Spoken Soul: Summary of pgs. 100-150
This section of the book discusses the vocabulary, pronunciation, grammar and history of the Spoken Soul. The goal of the authors is to reveal the systematic rules of spoken soul, beginning with the vocabulary and pronunciation, and then analyzing its grammar.
“Ebonics has no dictionary, no textbooks, no grammar, no rules. It is rebellious and outside rule-based language.” Quoted from an America Online Contributor, 1996.
“If Black English isn’t a language, them tell me, what is?” –James Baldwin, 1979
These quotes represent the different views of Spoken Soul. The authors, begin this section of the book with the following quotes in an attempt to answer the question: what are the requirements to make a dialect a legitimate language. This was a question, I mentioned in Summary I, and I truly interested in finding the answer.
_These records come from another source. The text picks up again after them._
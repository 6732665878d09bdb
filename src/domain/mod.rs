//! Domain Layer - Core business logic for the gasless trading bot
//!
//! Pure types and logic with no network dependencies. All external
//! interactions happen through the ports layer.
//!
//! - `signature`: compact-signature splitting and padding for submission
//! - `validate`: format/range rules for user-supplied inputs
//! - `order`: user, order and trade records with the PnL arithmetic
//! - `store`: JSON-file persistence of bot state

pub mod order;
pub mod signature;
pub mod store;
pub mod validate;

pub use order::{Order, OrderError, OrderParams, TradeRecord, TradeSide, User};
pub use signature::{
    pad_hex_word, split, DecodeError, SignatureType, SplitSignature, SubmitSignature,
};
pub use store::{BotState, BotStore, RecoveryStatus, StoreError, DEFAULT_STATE_FILE};
pub use validate::{
    validate_amount, validate_private_key, validate_stop_loss, validate_take_profit,
    validate_timeout, validate_token_address, ValidationError,
};
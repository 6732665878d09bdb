//! Aggregator Price Feed
//!
//! USD pricing via the indicative price endpoint: quote one whole token
//! against USDC and scale the answer by USDC's six decimals. Shares the
//! swap client, so the same API key and rate limits apply.

use std::sync::Arc;

use async_trait::async_trait;

use crate::ports::models::PriceParams;
use crate::ports::price_feed::{PriceFeedError, PriceFeedPort};
use crate::ports::swap_api::SwapApiPort;

const USDC_BASE_UNITS_PER_DOLLAR: f64 = 1e6;

/// Price feed backed by the aggregator's indicative price endpoint
pub struct ZeroExPriceFeed {
    api: Arc<dyn SwapApiPort>,
    chain_id: u64,
    usdc_address: String,
}

impl ZeroExPriceFeed {
    pub fn new(api: Arc<dyn SwapApiPort>, chain_id: u64, usdc_address: &str) -> Self {
        Self {
            api,
            chain_id,
            usdc_address: usdc_address.to_string(),
        }
    }
}

#[async_trait]
impl PriceFeedPort for ZeroExPriceFeed {
    async fn usd_price(&self, token: &str, decimals: u8) -> Result<f64, PriceFeedError> {
        let one_token = 10u128
            .checked_pow(decimals as u32)
            .ok_or_else(|| PriceFeedError::LookupFailed(format!("decimals out of range: {}", decimals)))?;

        let params = PriceParams::sell(self.chain_id, token, &self.usdc_address, one_token);
        let price = self
            .api
            .price(&params)
            .await
            .map_err(|e| PriceFeedError::LookupFailed(e.to_string()))?;

        // A dried-up pool reads as a zero price; callers retry on the
        // next tick rather than treating it as an exit signal.
        if !price.liquidity_available {
            return Ok(0.0);
        }

        let buy_units: u128 = price
            .buy_amount
            .parse()
            .map_err(|_| PriceFeedError::LookupFailed(format!("bad buyAmount: {}", price.buy_amount)))?;

        Ok(buy_units as f64 / USDC_BASE_UNITS_PER_DOLLAR)
    }
}
//! Configuration Module
//!
//! Loads and validates configuration from TOML files.

pub mod loader;

pub use loader::{
    Config, load_config,
};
The authors, then begin to list the requirements needed to consider something a language. A language must have rules of grammar, pronunciation, and meaning. Within its grammar, there must be rules for modifying or combining words to express different meanings and to form larger phrases or sentences.
The authors assert that Spoken Soul has a rule of grammar that allows the speaker to move negative helping verbs such as ain’t and can’t to the front of a sentence to make the sentence more emphatic. They provide a detailed analysis of the grammar and phonology of Spoken Soul as evidence that it should be considered a legitimate language. The authors disagree with the claim that Ebonics has no formal meaning or dictionaries. They argue there are numerous books on the vocabulary of Spoken Soul. The authors will admit that, since slang words are always changing, new studies will always be needed, and advocate for the creation of a full-fledged Ebonics dictionary with pronunciations, etymologies, and historical attestations that parallel the Oxford English dictionaries.
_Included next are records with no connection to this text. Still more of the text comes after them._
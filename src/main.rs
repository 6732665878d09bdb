//! swapsmith - Gasless DEX Trading Bot
//!
//! Trades ERC-20 tokens through a gasless DEX-aggregator relay on Ethereum.

use anyhow::Result;

use swapsmith::adapters::cli;

#[tokio::main]
async fn main() -> Result<()> {
    // Load .env file if it exists (secrets go here, not in config.toml)
    dotenvy::dotenv().ok();

    let app = cli::init();
    cli::execute(app).await
}
//! Bot Engine
//!
//! The run-command loop: open a position with a gasless buy, watch it
//! against its exit thresholds, close it with a gasless sell, and book
//! the realized profit into the persistent store. Crash recovery works
//! through the store: an open order found at startup is resumed
//! instead of buying again.

use std::sync::Arc;
use std::time::Duration;

use thiserror::Error;

use crate::application::monitor::{MonitorConfig, PositionEvent, PositionMonitor};
use crate::application::orchestrator::{SwapError, SwapOrchestrator};
use crate::domain::order::{Order, OrderParams, TradeRecord, TradeSide};
use crate::domain::store::{BotStore, StoreError};
use crate::ports::models::PriceParams;
use crate::ports::price_feed::PriceFeedPort;
use crate::ports::wallet::{ChainError, ChainPort, WalletPort};

const WEI_PER_ETH: f64 = 1e18;

#[derive(Debug, Error)]
pub enum EngineError {
    #[error("store error: {0}")]
    Store(#[from] StoreError),

    #[error("swap failed: {0}")]
    Swap(#[from] SwapError),

    #[error("chain error: {0}")]
    Chain(#[from] ChainError),

    #[error("no USD price available for {0}")]
    PriceUnavailable(String),

    #[error("bought amount could not be parsed: {0}")]
    BadBuyAmount(String),

    #[error("position monitor closed without an event")]
    MonitorClosed,
}

/// Engine wiring parameters
#[derive(Debug, Clone)]
pub struct EngineConfig {
    pub chain_id: u64,
    /// Wrapped native token, the sell side of every buy leg
    pub weth_address: String,
    pub slippage_percentage: f64,
    /// Position monitor price check interval
    pub monitor_interval: Duration,
}

/// Result of one completed position
#[derive(Debug, Clone)]
pub struct PositionSummary {
    pub order_id: u64,
    pub entry_price: f64,
    pub exit_price: f64,
    pub pnl: f64,
    /// Lifetime profit of the wallet after this position
    pub total_pnl: f64,
    pub exit_tx_hash: String,
}

/// Runs one position end to end against the persistent store
pub struct BotEngine {
    store: BotStore,
    orchestrator: SwapOrchestrator,
    feed: Arc<dyn PriceFeedPort>,
    chain: Arc<dyn ChainPort>,
    wallet: Arc<dyn WalletPort>,
    config: EngineConfig,
}
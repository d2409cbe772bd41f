//! Interactive collection of a `DownloadRequest`

use crate::input::prompt::{Field, Prompter};
use crate::input::validation::{is_playlist_link, is_valid_youtube_link, is_writable_dir};
use crate::models::{Container, DownloadRequest, Quality};
use crate::utils::config::{Preset, DEFAULT_OUTPUT_DIR};
use crate::utils::error::TubeloaderError;
use std::io::{BufRead, Write};
use std::path::PathBuf;
use tracing::{info, warn};

/// Where the quality/format/subtitle answers come from
#[derive(Debug, Clone, Copy)]
pub enum CollectMode<'a> {
    /// Ask for every field
    Interactive,
    /// Take quality, format and subtitles from a preset
    Template(&'a Preset),
}

/// Gather a fully validated request, or fail once any field runs out of attempts
pub fn collect_request<R: BufRead, W: Write>(
    prompter: &mut Prompter<R, W>,
    mode: CollectMode<'_>,
) -> Result<DownloadRequest, TubeloaderError> {
    let link = prompt_link(prompter)?;

    let default_dir = match mode {
        CollectMode::Template(preset) => preset.output_dir(),
        CollectMode::Interactive => PathBuf::from(DEFAULT_OUTPUT_DIR),
    };
    let output_dir = prompt_output_dir(prompter, default_dir)?;

    let (quality, container, download_subs) = match mode {
        CollectMode::Template(preset) => {
            info!(
                "Using preset values: quality={}, format={}, subtitles={}",
                preset.quality(),
                preset.container(),
                preset.download_subs()
            );
            (preset.quality(), preset.container(), preset.download_subs())
        }
        CollectMode::Interactive => (
            prompt_quality(prompter)?,
            prompt_container(prompter)?,
            prompter.confirm("subtitles", "Download subtitles? (y/n, default: n): ", false)?,
        ),
    };

    let is_playlist = is_playlist_link(&link);
    let playlist_items = if is_playlist {
        prompt_playlist_items(prompter)?
    } else {
        None
    };

    let request = DownloadRequest {
        link,
        output_dir,
        quality,
        container,
        is_playlist,
        download_subs,
        playlist_items,
    };
    info!("Collected request: {:?}", request);
    Ok(request)
}

fn prompt_link<R: BufRead, W: Write>(
    prompter: &mut Prompter<R, W>,
) -> Result<String, TubeloaderError> {
    let field = Field::new(
        "link",
        "Enter the YouTube video/playlist URL: ",
        "Invalid YouTube URL. Please try again.",
    );
    prompter.prompt(&field, |answer| {
        is_valid_youtube_link(answer).then(|| answer.to_string())
    })
}

fn prompt_output_dir<R: BufRead, W: Write>(
    prompter: &mut Prompter<R, W>,
    default_dir: PathBuf,
) -> Result<PathBuf, TubeloaderError> {
    if let Err(e) = std::fs::create_dir_all(&default_dir) {
        warn!("Could not create default directory {:?}: {}", default_dir, e);
    }

    let default_text = default_dir.display().to_string();
    let field = Field::new(
        "output directory",
        format!("Enter the output directory (default: {}): ", default_text),
        "Invalid output directory or no write permissions. Please try again.",
    )
    .with_default(default_text);

    prompter.prompt(&field, |answer| {
        let path = PathBuf::from(answer);
        is_writable_dir(&path).then_some(path)
    })
}

fn prompt_quality<R: BufRead, W: Write>(
    prompter: &mut Prompter<R, W>,
) -> Result<Quality, TubeloaderError> {
    let field = Field::new(
        "quality",
        "Enter desired quality (best/high/medium/low, default: best): ",
        "Invalid quality. Choose from best, high, medium or low.",
    )
    .with_default(Quality::default().as_str());
    prompter.prompt(&field, |answer| answer.parse().ok())
}

fn prompt_container<R: BufRead, W: Write>(
    prompter: &mut Prompter<R, W>,
) -> Result<Container, TubeloaderError> {
    let field = Field::new(
        "format",
        "Enter desired format (mp4/webm/mp3, default: mp4): ",
        "Invalid format. Choose from mp4, webm or mp3.",
    )
    .with_default(Container::default().extension());
    prompter.prompt(&field, |answer| answer.parse().ok())
}

fn prompt_playlist_items<R: BufRead, W: Write>(
    prompter: &mut Prompter<R, W>,
) -> Result<Option<String>, TubeloaderError> {
    let restrict = prompter.confirm(
        "playlist selection",
        "Playlist detected. Download only specific items? (y/n, default: n): ",
        false,
    )?;
    if !restrict {
        return Ok(None);
    }

    // Forwarded to yt-dlp untouched; an empty answer means the whole playlist
    let items = prompter.ask("Enter item numbers or ranges (e.g. 1,3,5-7): ")?;
    Ok((!items.is_empty()).then_some(items))
}
//! File logging setup

use anyhow::{Context, Result};
use std::fs::OpenOptions;
use std::path::Path;
use std::sync::Mutex;
use tracing::Subscriber;
use tracing_subscriber::fmt::time::ChronoLocal;
use tracing_subscriber::EnvFilter;

/// Log file used when `--log-file` is not given
pub const DEFAULT_LOG_FILE: &str = "downloader.log";

const TIMESTAMP_FORMAT: &str = "%Y-%m-%d %H:%M:%S";

/// Subscriber appending timestamped, leveled lines to `path`.
///
/// `RUST_LOG` overrides the default `info` level.
pub fn file_subscriber(path: &Path) -> Result<impl Subscriber + Send + Sync> {
    let file = OpenOptions::new()
        .create(true)
        .append(true)
        .open(path)
        .with_context(|| format!("Failed to open log file {}", path.display()))?;

    let filter = EnvFilter::try_from_default_env().unwrap_or_else(|_| EnvFilter::new("info"));

    Ok(tracing_subscriber::fmt()
        .with_env_filter(filter)
        .with_timer(ChronoLocal::new(TIMESTAMP_FORMAT.to_string()))
        .with_ansi(false)
        .with_target(false)
        .with_writer(Mutex::new(file))
        .finish())
}

/// Route `tracing` events for the whole process into `path`
pub fn init_file_logging(path: &Path) -> Result<()> {
    tracing::subscriber::set_global_default(file_subscriber(path)?)
        .context("Failed to install log subscriber")
}
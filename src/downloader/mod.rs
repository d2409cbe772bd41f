//! Download orchestration on top of yt-dlp

pub mod format;
pub mod options;
pub mod orchestrator;
pub mod progress;
pub mod traits;
pub mod ytdlp;

// Re-export for convenience
pub use format::{format_selector, quality_selector};
pub use options::{EngineOptions, PlaylistOptions};
pub use orchestrator::{build_options, download_video};
pub use progress::{ConsoleProgress, DownloadProgress, DownloadStatus};
pub use traits::{DownloadBackend, ProgressHook};
pub use ytdlp::YtDlpBackend;
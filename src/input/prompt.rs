//! Bounded prompt/validate/re-prompt loop shared by every interactive field

use crate::utils::error::TubeloaderError;
use std::io::{BufRead, Write};
use tracing::{debug, warn};

/// Attempts allowed per field unless overridden
pub const DEFAULT_MAX_ATTEMPTS: usize = 3;

/// Description of one interactive field
#[derive(Debug, Clone)]
pub struct Field<'a> {
    /// Short name used in logs and in `RetryExhausted`
    pub name: &'a str,
    pub message: String,
    /// Substituted when the user just presses enter
    pub default: Option<String>,
    /// Printed after a rejected answer
    pub invalid: &'a str,
}

impl<'a> Field<'a> {
    pub fn new(name: &'a str, message: impl Into<String>, invalid: &'a str) -> Self {
        Self {
            name,
            message: message.into(),
            default: None,
            invalid,
        }
    }

    pub fn with_default(mut self, default: impl Into<String>) -> Self {
        self.default = Some(default.into());
        self
    }
}

/// Reads answers from `reader` and writes prompts to `writer`
pub struct Prompter<R, W> {
    reader: R,
    writer: W,
    max_attempts: usize,
}

impl<R: BufRead, W: Write> Prompter<R, W> {
    pub fn new(reader: R, writer: W) -> Self {
        Self::with_max_attempts(reader, writer, DEFAULT_MAX_ATTEMPTS)
    }

    pub fn with_max_attempts(reader: R, writer: W, max_attempts: usize) -> Self {
        Self {
            reader,
            writer,
            max_attempts: max_attempts.max(1),
        }
    }

    pub fn max_attempts(&self) -> usize {
        self.max_attempts
    }

    /// Print a line of informational text
    pub fn say(&mut self, text: &str) -> Result<(), TubeloaderError> {
        writeln!(self.writer, "{}", text)?;
        Ok(())
    }

    /// Print `message` and read one trimmed line; end of input is `InputClosed`
    pub fn ask(&mut self, message: &str) -> Result<String, TubeloaderError> {
        write!(self.writer, "{}", message)?;
        self.writer.flush()?;

        let mut line = String::new();
        if self.reader.read_line(&mut line)? == 0 {
            // Keep the terminal tidy when stdin hits EOF mid-prompt
            writeln!(self.writer)?;
            return Err(TubeloaderError::InputClosed);
        }
        Ok(line.trim().to_string())
    }

    /// Ask for `field` until `validate` accepts an answer or the attempt bound is hit
    pub fn prompt<T, F>(&mut self, field: &Field<'_>, mut validate: F) -> Result<T, TubeloaderError>
    where
        F: FnMut(&str) -> Option<T>,
    {
        for attempt in 1..=self.max_attempts {
            if let Some(value) = self.attempt(field, attempt, &mut validate)? {
                return Ok(value);
            }
        }

        Err(TubeloaderError::RetryExhausted {
            field: field.name.to_string(),
            attempts: self.max_attempts,
        })
    }

    /// Like `prompt`, but with no attempt bound; only end of input stops it
    pub fn prompt_until_valid<T, F>(
        &mut self,
        field: &Field<'_>,
        mut validate: F,
    ) -> Result<T, TubeloaderError>
    where
        F: FnMut(&str) -> Option<T>,
    {
        let mut attempt = 0;
        loop {
            attempt += 1;
            if let Some(value) = self.attempt(field, attempt, &mut validate)? {
                return Ok(value);
            }
        }
    }

    fn attempt<T, F>(
        &mut self,
        field: &Field<'_>,
        attempt: usize,
        validate: &mut F,
    ) -> Result<Option<T>, TubeloaderError>
    where
        F: FnMut(&str) -> Option<T>,
    {
        let answer = self.ask(&field.message)?;
        let answer = match (&field.default, answer.is_empty()) {
            (Some(default), true) => default.clone(),
            _ => answer,
        };

        if let Some(value) = validate(&answer) {
            debug!("{} accepted on attempt {}", field.name, attempt);
            return Ok(Some(value));
        }

        warn!("Rejected {} input {:?} (attempt {})", field.name, answer, attempt);
        self.say(field.invalid)?;
        Ok(None)
    }

    /// Yes/no question; anything else is re-prompted
    pub fn confirm(&mut self, name: &str, message: &str, default: bool) -> Result<bool, TubeloaderError> {
        let field = Field::new(name, message, "Please answer y or n.")
            .with_default(if default { "y" } else { "n" });
        self.prompt(&field, parse_yes_no)
    }
}

/// Accepts y/yes/n/no in any case
pub fn parse_yes_no(answer: &str) -> Option<bool> {
    match answer.trim().to_ascii_lowercase().as_str() {
        "y" | "yes" => Some(true),
        "n" | "no" => Some(false),
        _ => None,
    }
}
According to the book, regarding the history or origins of the Black Vernacular, some scholars contend it bears the vivid imprint of the African languages spoken by the slaves who came to this country.

Other scholars maintain that the devastating experience of slavery wiped out most if not all African linguistic and cultural traditions, and the apparently distinctive features of spoken soul come from older British dialects,(peasants and indentured servants whom the slaves encounter in colonial times.
The theory of the vernacular having some influence from West African languages is based on the fact that the slang compound words “bad-mouth” and “crossed-eyed,”which are literal and metaphonical expressions found in the Mandigo language “da-jugu” and in the Hausa language “maum-baki.” The author argues that the reason why many African Americans pronounce the English “th” sound for [t,f,d,v] is simply because the West African languages spoken by the ancestors of today’s African Americans did not have the “th” sound in their native languages. Africans were forced to substitute the “th” sound with consonants in their language that were similar in sound.